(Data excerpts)

* * * * * * *

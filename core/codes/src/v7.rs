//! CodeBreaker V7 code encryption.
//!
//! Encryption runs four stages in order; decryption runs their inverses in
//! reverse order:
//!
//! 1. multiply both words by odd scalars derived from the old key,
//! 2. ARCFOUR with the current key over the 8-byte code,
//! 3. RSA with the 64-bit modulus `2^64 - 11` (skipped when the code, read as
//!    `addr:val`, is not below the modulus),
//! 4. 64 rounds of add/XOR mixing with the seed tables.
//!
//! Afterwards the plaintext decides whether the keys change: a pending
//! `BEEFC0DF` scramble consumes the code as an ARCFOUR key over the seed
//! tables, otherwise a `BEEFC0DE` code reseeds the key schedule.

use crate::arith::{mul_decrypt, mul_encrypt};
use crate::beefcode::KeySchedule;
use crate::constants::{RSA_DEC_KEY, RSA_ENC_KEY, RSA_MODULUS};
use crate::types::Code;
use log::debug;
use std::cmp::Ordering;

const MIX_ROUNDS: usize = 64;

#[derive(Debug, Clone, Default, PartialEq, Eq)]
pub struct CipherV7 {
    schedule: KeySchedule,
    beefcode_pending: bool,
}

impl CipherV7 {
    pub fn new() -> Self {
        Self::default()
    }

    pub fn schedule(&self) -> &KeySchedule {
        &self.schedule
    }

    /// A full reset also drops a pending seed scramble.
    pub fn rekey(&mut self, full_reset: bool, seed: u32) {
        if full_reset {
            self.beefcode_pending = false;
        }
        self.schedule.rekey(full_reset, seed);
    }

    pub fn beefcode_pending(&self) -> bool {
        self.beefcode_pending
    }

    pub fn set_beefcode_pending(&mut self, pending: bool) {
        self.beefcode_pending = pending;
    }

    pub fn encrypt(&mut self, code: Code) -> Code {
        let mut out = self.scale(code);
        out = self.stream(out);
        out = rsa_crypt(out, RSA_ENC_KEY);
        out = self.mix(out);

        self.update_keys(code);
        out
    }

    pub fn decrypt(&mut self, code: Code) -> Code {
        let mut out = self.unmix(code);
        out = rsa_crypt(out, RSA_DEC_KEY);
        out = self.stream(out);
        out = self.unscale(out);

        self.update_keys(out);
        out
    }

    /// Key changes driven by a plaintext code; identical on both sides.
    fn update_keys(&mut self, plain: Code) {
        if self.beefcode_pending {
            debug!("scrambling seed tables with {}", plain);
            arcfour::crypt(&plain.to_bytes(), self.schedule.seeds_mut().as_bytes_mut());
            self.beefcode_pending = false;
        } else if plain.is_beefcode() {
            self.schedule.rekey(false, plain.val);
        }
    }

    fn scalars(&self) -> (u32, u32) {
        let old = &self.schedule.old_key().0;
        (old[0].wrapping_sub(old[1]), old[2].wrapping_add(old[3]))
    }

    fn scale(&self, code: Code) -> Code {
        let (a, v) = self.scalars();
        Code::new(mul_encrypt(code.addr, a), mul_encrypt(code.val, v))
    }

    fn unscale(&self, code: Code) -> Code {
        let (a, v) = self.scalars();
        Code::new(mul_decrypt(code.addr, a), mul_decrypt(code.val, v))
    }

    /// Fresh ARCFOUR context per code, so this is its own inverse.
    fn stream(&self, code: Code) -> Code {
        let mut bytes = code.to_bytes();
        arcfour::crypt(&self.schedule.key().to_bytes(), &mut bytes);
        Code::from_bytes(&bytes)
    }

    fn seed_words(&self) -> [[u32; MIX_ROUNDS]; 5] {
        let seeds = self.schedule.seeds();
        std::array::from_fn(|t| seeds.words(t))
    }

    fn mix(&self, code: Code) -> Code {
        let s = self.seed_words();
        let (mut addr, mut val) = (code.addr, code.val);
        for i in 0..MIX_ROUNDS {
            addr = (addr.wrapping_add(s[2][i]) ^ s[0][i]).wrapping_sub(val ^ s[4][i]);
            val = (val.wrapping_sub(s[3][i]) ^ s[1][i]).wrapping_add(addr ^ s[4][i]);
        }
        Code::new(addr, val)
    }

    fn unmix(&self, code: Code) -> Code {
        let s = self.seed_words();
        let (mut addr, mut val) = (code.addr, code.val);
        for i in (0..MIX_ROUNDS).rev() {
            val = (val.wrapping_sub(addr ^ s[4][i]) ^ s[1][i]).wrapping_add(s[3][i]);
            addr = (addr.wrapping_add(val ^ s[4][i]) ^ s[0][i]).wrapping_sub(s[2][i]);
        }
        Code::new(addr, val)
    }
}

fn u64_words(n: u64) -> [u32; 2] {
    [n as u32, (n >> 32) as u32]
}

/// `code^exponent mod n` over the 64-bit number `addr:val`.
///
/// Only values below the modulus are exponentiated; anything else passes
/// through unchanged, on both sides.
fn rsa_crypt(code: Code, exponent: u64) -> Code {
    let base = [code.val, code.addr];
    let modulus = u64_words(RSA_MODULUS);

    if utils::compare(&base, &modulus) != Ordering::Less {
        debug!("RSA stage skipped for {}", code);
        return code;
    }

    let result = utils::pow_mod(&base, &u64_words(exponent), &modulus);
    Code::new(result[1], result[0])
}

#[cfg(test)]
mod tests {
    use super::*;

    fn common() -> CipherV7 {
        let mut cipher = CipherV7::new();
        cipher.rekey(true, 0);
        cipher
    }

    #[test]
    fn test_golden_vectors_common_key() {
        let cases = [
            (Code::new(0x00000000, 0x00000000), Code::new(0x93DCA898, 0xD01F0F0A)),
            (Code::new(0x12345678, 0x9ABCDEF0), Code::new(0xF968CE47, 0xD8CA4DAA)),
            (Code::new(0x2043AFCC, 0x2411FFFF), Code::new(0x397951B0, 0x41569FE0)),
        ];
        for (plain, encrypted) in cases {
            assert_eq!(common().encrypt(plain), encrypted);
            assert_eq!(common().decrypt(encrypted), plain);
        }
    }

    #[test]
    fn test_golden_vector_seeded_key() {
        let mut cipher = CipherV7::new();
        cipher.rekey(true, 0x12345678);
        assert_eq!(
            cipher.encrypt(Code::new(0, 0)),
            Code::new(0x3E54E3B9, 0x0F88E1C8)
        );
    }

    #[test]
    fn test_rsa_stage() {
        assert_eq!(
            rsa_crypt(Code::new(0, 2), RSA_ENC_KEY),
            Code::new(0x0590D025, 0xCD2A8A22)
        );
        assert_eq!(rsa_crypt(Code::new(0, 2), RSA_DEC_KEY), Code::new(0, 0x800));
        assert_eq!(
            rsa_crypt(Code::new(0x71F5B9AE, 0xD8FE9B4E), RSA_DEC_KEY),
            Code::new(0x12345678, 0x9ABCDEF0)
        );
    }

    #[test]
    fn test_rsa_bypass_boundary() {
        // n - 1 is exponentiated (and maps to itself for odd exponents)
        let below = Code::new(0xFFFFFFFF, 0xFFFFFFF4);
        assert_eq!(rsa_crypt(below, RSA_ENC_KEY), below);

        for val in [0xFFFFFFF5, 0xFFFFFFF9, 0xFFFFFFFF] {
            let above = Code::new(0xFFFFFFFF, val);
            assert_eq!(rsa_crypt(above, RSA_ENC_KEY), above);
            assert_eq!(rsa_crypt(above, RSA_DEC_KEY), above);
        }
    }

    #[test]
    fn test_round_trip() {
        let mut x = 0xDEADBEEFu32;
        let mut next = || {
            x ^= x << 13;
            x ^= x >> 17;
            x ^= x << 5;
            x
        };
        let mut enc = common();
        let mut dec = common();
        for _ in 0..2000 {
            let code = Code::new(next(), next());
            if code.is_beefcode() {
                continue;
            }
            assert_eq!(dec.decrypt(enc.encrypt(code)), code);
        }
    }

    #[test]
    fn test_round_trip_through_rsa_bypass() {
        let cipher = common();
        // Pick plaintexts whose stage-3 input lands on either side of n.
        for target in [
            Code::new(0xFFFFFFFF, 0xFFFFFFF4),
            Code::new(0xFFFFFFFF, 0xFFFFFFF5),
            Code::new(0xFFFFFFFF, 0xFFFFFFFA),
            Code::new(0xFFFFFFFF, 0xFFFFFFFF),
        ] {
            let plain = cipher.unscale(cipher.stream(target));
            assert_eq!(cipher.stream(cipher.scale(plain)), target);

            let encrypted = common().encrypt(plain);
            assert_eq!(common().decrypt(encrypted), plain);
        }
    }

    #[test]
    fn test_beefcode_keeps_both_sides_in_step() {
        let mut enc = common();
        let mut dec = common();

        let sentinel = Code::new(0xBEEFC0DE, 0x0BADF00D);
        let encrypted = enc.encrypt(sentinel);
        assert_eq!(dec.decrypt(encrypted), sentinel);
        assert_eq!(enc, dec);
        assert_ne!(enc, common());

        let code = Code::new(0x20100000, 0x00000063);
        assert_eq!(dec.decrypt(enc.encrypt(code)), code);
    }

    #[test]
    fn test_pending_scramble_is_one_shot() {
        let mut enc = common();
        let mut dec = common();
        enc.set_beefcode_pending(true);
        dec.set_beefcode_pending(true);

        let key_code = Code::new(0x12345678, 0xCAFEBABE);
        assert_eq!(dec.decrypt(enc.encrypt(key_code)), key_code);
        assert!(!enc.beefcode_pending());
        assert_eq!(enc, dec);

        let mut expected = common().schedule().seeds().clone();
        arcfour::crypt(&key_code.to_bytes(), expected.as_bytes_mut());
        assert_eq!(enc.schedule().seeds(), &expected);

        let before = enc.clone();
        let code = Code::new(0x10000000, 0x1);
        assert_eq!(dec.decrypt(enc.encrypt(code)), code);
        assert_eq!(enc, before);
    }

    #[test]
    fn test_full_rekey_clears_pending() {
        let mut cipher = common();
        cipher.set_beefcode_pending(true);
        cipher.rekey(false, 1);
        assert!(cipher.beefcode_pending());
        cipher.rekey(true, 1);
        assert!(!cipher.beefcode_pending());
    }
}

* * * * * * *

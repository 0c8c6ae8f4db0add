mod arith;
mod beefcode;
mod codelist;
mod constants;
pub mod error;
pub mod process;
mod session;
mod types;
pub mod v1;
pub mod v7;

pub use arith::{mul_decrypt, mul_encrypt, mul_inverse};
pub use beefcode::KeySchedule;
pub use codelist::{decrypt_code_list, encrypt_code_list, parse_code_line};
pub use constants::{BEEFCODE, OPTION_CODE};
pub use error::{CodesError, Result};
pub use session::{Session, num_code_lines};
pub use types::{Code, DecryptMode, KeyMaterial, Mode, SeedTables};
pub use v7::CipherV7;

* * * * * * *

- ABOUT THIS TASK -
Copy the lines above exactly. Start with the line containing "filename core/codes/src/v7.rs", end with the line containing "code, read as", and include both.

- RESPONSE TO THE TASK -
filename core/codes/src/v7.rs
//! CodeBreaker V7 code encryption.
//!
//! Encryption runs four stages in order; decryption runs their inverses in
//! reverse order:
//!
//! 1. multiply both words by odd scalars derived from the old key,
//! 2. ARCFOUR with the current key over the 8-byte code,
//! 3. RSA with the 64-bit modulus `2^64 - 11` (skipped when the code, read as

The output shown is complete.